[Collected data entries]
# # # #
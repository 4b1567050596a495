//! [`Transport`] implementation backed by MPI.
//!
//! Request tokens are stored as 64-bit integers whatever the MPI library's
//! handle representation is; [`HandleKind`] records which representation the
//! library uses. It is resolved once per process.

use std::marker::PhantomData;
use std::sync::OnceLock;

use tracing::debug;

use crate::comm::{Communicator, ErrorHandler};
use crate::datatype::MpiDatatype;
use crate::error::{error_string, lookup_error_string, Error, Result, SUCCESS};
use crate::ffi;
use crate::request::request_null;
use crate::status::RawStatus;
use crate::transport::{SomeOutcome, Transport};
use crate::Mpi;

/// How the MPI library represents its handles.
#[derive(Debug, Clone, Copy, PartialEq, Eq)]
pub enum HandleKind {
    /// Integer handles (MPICH and derivatives).
    Integer,
    /// Pointer handles (Open MPI).
    Pointer,
}

impl HandleKind {
    /// The representation used by the linked MPI library.
    pub fn detect() -> Self {
        static KIND: OnceLock<HandleKind> = OnceLock::new();
        *KIND.get_or_init(|| match unsafe { ffi::ferroreq_handle_kind() } {
            0 => HandleKind::Integer,
            _ => HandleKind::Pointer,
        })
    }
}

/// An MPI request token as stored in a [`RequestManager`](crate::RequestManager)
/// slot. Defaults to `MPI_REQUEST_NULL`.
#[derive(Debug, Clone, Copy, PartialEq, Eq)]
#[repr(transparent)]
pub struct RawRequest(i64);

impl RawRequest {
    /// The raw 64-bit handle.
    pub fn raw_handle(self) -> i64 {
        self.0
    }
}

impl Default for RawRequest {
    fn default() -> Self {
        RawRequest(request_null())
    }
}

type SomeFn = unsafe extern "C" fn(i64, *mut i64, *mut i32, *mut i32, *mut RawStatus) -> i32;

/// Nonblocking point-to-point messaging over one communicator.
///
/// The transport borrows the [`Mpi`] environment, so it (and any
/// [`RequestManager`](crate::RequestManager) holding it) is dropped before
/// MPI is finalized.
///
/// # Example
///
/// ```no_run
/// use ferroreq::{Mpi, MpiTransport, RequestManager, ANY_SOURCE, ANY_TAG};
///
/// let mpi = Mpi::init().unwrap();
/// let transport = MpiTransport::new(&mpi, mpi.world()).unwrap();
///
/// let mut manager = RequestManager::new(transport, 4).unwrap();
/// for i in 0..4 {
///     manager.recv(vec![0u8; 16], ANY_SOURCE, ANY_TAG, i).unwrap();
/// }
/// while !manager.is_empty() {
///     for done in manager.poll().unwrap() {
///         println!("inbox {} filled by rank {}", done.handle, done.status.source);
///         // `done.buffer` can be read here, then submitted again
///     }
/// }
/// ```
///
/// A transport cannot outlive the environment it was created from:
///
/// ```compile_fail
/// use ferroreq::{Mpi, MpiTransport};
///
/// let mpi = Mpi::init().unwrap();
/// let transport = MpiTransport::new(&mpi, mpi.world()).unwrap();
/// drop(mpi);
/// drop(transport);
/// ```
pub struct MpiTransport<'mpi> {
    comm: Communicator,
    err_in_status: i32,
    index_scratch: Vec<i32>,
    _env: PhantomData<&'mpi Mpi>,
}

impl<'mpi> MpiTransport<'mpi> {
    /// Create a transport on `comm`.
    ///
    /// Switches `comm` to [`ErrorHandler::Return`] so that per-request errors
    /// reach the caller instead of aborting the job.
    pub fn new(_mpi: &'mpi Mpi, comm: Communicator) -> Result<Self> {
        comm.set_error_handler(ErrorHandler::Return)?;
        let err_in_status = unsafe { ffi::ferroreq_err_in_status() };
        debug!(
            comm = ?comm,
            handle_kind = ?HandleKind::detect(),
            "MPI transport ready"
        );
        Ok(MpiTransport {
            comm,
            err_in_status,
            index_scratch: Vec::new(),
            _env: PhantomData,
        })
    }

    /// The communicator operations are posted on.
    pub fn communicator(&self) -> &Communicator {
        &self.comm
    }

    /// Handle representation of the linked MPI library.
    pub fn handle_kind(&self) -> HandleKind {
        HandleKind::detect()
    }

    fn some(
        &mut self,
        call: SomeFn,
        requests: &mut [RawRequest],
        indices: &mut [usize],
        statuses: &mut [RawStatus],
    ) -> Result<SomeOutcome> {
        let n = requests.len();
        if indices.len() < n || statuses.len() < n {
            return Err(Error::Internal("completion buffers shorter than request list".into()));
        }
        self.index_scratch.clear();
        self.index_scratch.resize(n, 0);

        let mut outcount: i32 = 0;
        let ret = unsafe {
            call(
                n as i64,
                requests.as_mut_ptr().cast::<i64>(),
                &mut outcount,
                self.index_scratch.as_mut_ptr(),
                statuses.as_mut_ptr(),
            )
        };

        let outcount = outcount.max(0) as usize;
        for (slot, &index) in indices.iter_mut().zip(&self.index_scratch[..outcount]) {
            *slot = index as usize;
        }

        if ret == SUCCESS {
            Ok(SomeOutcome::Completed(outcount))
        } else if ret == self.err_in_status {
            Ok(SomeOutcome::ErrInStatus(outcount))
        } else {
            Err(Error::from_code(ret, error_string(ret)))
        }
    }
}

impl Transport for MpiTransport<'_> {
    type Request = RawRequest;

    unsafe fn start_send<T: MpiDatatype>(
        &mut self,
        buf: &[T],
        dest: i32,
        tag: i32,
        request: &mut RawRequest,
    ) -> Result<()> {
        let ret = ffi::ferroreq_isend(
            buf.as_ptr().cast(),
            buf.len() as i64,
            T::TAG as i32,
            dest,
            tag,
            self.comm.raw_handle(),
            &mut request.0,
        );
        Error::check(ret)
    }

    unsafe fn start_recv<T: MpiDatatype>(
        &mut self,
        buf: &mut [T],
        source: i32,
        tag: i32,
        request: &mut RawRequest,
    ) -> Result<()> {
        let ret = ffi::ferroreq_irecv(
            buf.as_mut_ptr().cast(),
            buf.len() as i64,
            T::TAG as i32,
            source,
            tag,
            self.comm.raw_handle(),
            &mut request.0,
        );
        Error::check(ret)
    }

    fn test_some(
        &mut self,
        requests: &mut [RawRequest],
        indices: &mut [usize],
        statuses: &mut [RawStatus],
    ) -> Result<SomeOutcome> {
        self.some(ffi::ferroreq_testsome, requests, indices, statuses)
    }

    fn wait_some(
        &mut self,
        requests: &mut [RawRequest],
        indices: &mut [usize],
        statuses: &mut [RawStatus],
    ) -> Result<SomeOutcome> {
        self.some(ffi::ferroreq_waitsome, requests, indices, statuses)
    }

    fn wait_all(&mut self, requests: &mut [RawRequest]) -> Result<()> {
        let ret = unsafe {
            ffi::ferroreq_waitall(
                requests.len() as i64,
                requests.as_mut_ptr().cast::<i64>(),
                std::ptr::null_mut(),
            )
        };
        Error::check(ret)
    }

    fn error_string(&self, code: i32) -> Option<String> {
        lookup_error_string(code)
    }
}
# # # #
What's wanted is each line above, transcribed with nothing altered.

### Solution below
repository 4b1567050596a495
//! [`Transport`] implementation backed by MPI.
//!
//! Request tokens are stored as 64-bit integers whatever the MPI library's
//! handle representation is; [`HandleKind`] records which representation the
//! library uses. It is resolved once per process.

use std::marker::PhantomData;
use std::sync::OnceLock;

use tracing::debug;

use crate::comm::{Communicator, ErrorHandler};
use crate::datatype::MpiDatatype;
use crate::error::{error_string, lookup_error_string, Error, Result, SUCCESS};
use crate::ffi;
use crate::request::request_null;
use crate::status::RawStatus;
use crate::transport::{SomeOutcome, Transport};
use crate::Mpi;

/// How the MPI library represents its handles.
#[derive(Debug, Clone, Copy, PartialEq, Eq)]
pub enum HandleKind {
    /// Integer handles (MPICH and derivatives).
    Integer,
    /// Pointer handles (Open MPI).
    Pointer,
}

impl HandleKind {
    /// The representation used by the linked MPI library.
    pub fn detect() -> Self {
        static KIND: OnceLock<HandleKind> = OnceLock::new();
        *KIND.get_or_init(|| match unsafe { ffi::ferroreq_handle_kind() } {
            0 => HandleKind::Integer,
            _ => HandleKind::Pointer,
        })
    }
}

/// An MPI request token as stored in a [`RequestManager`](crate::RequestManager)
/// slot. Defaults to `MPI_REQUEST_NULL`.
#[derive(Debug, Clone, Copy, PartialEq, Eq)]
#[repr(transparent)]
pub struct RawRequest(i64);

impl RawRequest {
    /// The raw 64-bit handle.
    pub fn raw_handle(self) -> i64 {
        self.0
    }
}

impl Default for RawRequest {
    fn default() -> Self {
        RawRequest(request_null())
    }
}

type SomeFn = unsafe extern "C" fn(i64, *mut i64, *mut i32, *mut i32, *mut RawStatus) -> i32;

/// Nonblocking point-to-point messaging over one communicator.
///
/// The transport borrows the [`Mpi`] environment, so it (and any
/// [`RequestManager`](crate::RequestManager) holding it) is dropped before
/// MPI is finalized.
///
/// # Example
///
/// ```no_run
/// use ferroreq::{Mpi, MpiTransport, RequestManager, ANY_SOURCE, ANY_TAG};
///
/// let mpi = Mpi::init().unwrap();
/// let transport = MpiTransport::new(&mpi, mpi.world()).unwrap();
///
/// let mut manager = RequestManager::new(transport, 4).unwrap();
/// for i in 0..4 {
///     manager.recv(vec![0u8; 16], ANY_SOURCE, ANY_TAG, i).unwrap();
/// }
/// while !manager.is_empty() {
///     for done in manager.poll().unwrap() {
///         println!("inbox {} filled by rank {}", done.handle, done.status.source);
///         // `done.buffer` can be read here, then submitted again
///     }
/// }
/// ```
///
/// A transport cannot outlive the environment it was created from:
///
/// ```compile_fail
/// use ferroreq::{Mpi, MpiTransport};
///
/// let mpi = Mpi::init().unwrap();
/// let transport = MpiTransport::new(&mpi, mpi.world()).unwrap();
/// drop(mpi);
/// drop(transport);
/// ```
pub struct MpiTransport<'mpi> {
    comm: Communicator,
    err_in_status: i32,
    index_scratch: Vec<i32>,
    _env: PhantomData<&'mpi Mpi>,
}

impl<'mpi> MpiTransport<'mpi> {
    /// Create a transport on `comm`.
    ///
    /// Switches `comm` to [`ErrorHandler::Return`] so that per-request errors
    /// reach the caller instead of aborting the job.
    pub fn new(_mpi: &'mpi Mpi, comm: Communicator) -> Result<Self> {
        comm.set_error_handler(ErrorHandler::Return)?;
        let err_in_status = unsafe { ffi::ferroreq_err_in_status() };
        debug!(
            comm = ?comm,
            handle_kind = ?HandleKind::detect(),
            "MPI transport ready"
        );
        Ok(MpiTransport {
            comm,
            err_in_status,
            index_scratch: Vec::new(),
            _env: PhantomData,
        })
    }

    /// The communicator operations are posted on.
    pub fn communicator(&self) -> &Communicator {
        &self.comm
    }

    /// Handle representation of the linked MPI library.
    pub fn handle_kind(&self) -> HandleKind {
        HandleKind::detect()
    }

    fn some(
        &mut self,
        call: SomeFn,
        requests: &mut [RawRequest],
        indices: &mut [usize],
        statuses: &mut [RawStatus],
    ) -> Result<SomeOutcome> {
        let n = requests.len();
        if indices.len() < n || statuses.len() < n {
            return Err(Error::Internal("completion buffers shorter than request list".into()));
        }
        self.index_scratch.clear();
        self.index_scratch.resize(n, 0);

        let mut outcount: i32 = 0;
        let ret = unsafe {
            call(
                n as i64,
                requests.as_mut_ptr().cast::<i64>(),
                &mut outcount,
                self.index_scratch.as_mut_ptr(),
                statuses.as_mut_ptr(),
            )
        };

        let outcount = outcount.max(0) as usize;
        for (slot, &index) in indices.iter_mut().zip(&self.index_scratch[..outcount]) {
            *slot = index as usize;
        }

        if ret == SUCCESS {
            Ok(SomeOutcome::Completed(outcount))
        } else if ret == self.err_in_status {
            Ok(SomeOutcome::ErrInStatus(outcount))
        } else {
            Err(Error::from_code(ret, error_string(ret)))
        }
    }
}

impl Transport for MpiTransport<'_> {
    type Request = RawRequest;

    unsafe fn start_send<T: MpiDatatype>(
        &mut self,
        buf: &[T],
        dest: i32,
        tag: i32,
        request: &mut RawRequest,
    ) -> Result<()> {
        let ret = ffi::ferroreq_isend(
            buf.as_ptr().cast(),
            buf.len() as i64,
            T::TAG as i32,
            dest,
            tag,
            self.comm.raw_handle(),
            &mut request.0,
        );
        Error::check(ret)
    }

    unsafe fn start_recv<T: MpiDatatype>(
        &mut self,
        buf: &mut [T],
        source: i32,
        tag: i32,
        request: &mut RawRequest,
    ) -> Result<()> {
        let ret = ffi::ferroreq_irecv(
            buf.as_mut_ptr().cast(),
            buf.len() as i64,
            T::TAG as i32,
            source,
            tag,
            self.comm.raw_handle(),
            &mut request.0,
        );
        Error::check(ret)
    }

    fn test_some(
        &mut self,
        requests: &mut [RawRequest],
        indices: &mut [usize],
        statuses: &mut [RawStatus],
    ) -> Result<SomeOutcome> {
        self.some(ffi::ferroreq_testsome, requests, indices, statuses)
    }

    fn wait_some(
        &mut self,
        requests: &mut [RawRequest],
        indices: &mut [usize],
        statuses: &mut [RawStatus],
    ) -> Result<SomeOutcome> {
        self.some(ffi::ferroreq_waitsome, requests, indices, statuses)
    }

    fn wait_all(&mut self, requests: &mut [RawRequest]) -> Result<()> {
        let ret = unsafe {
            ffi::ferroreq_waitall(
                requests.len() as i64,
                requests.as_mut_ptr().cast::<i64>(),
                std::ptr::null_mut(),
            )
        };
        Error::check(ret)
    }

    fn error_string(&self, code: i32) -> Option<String> {
        lookup_error_string(code)
    }
}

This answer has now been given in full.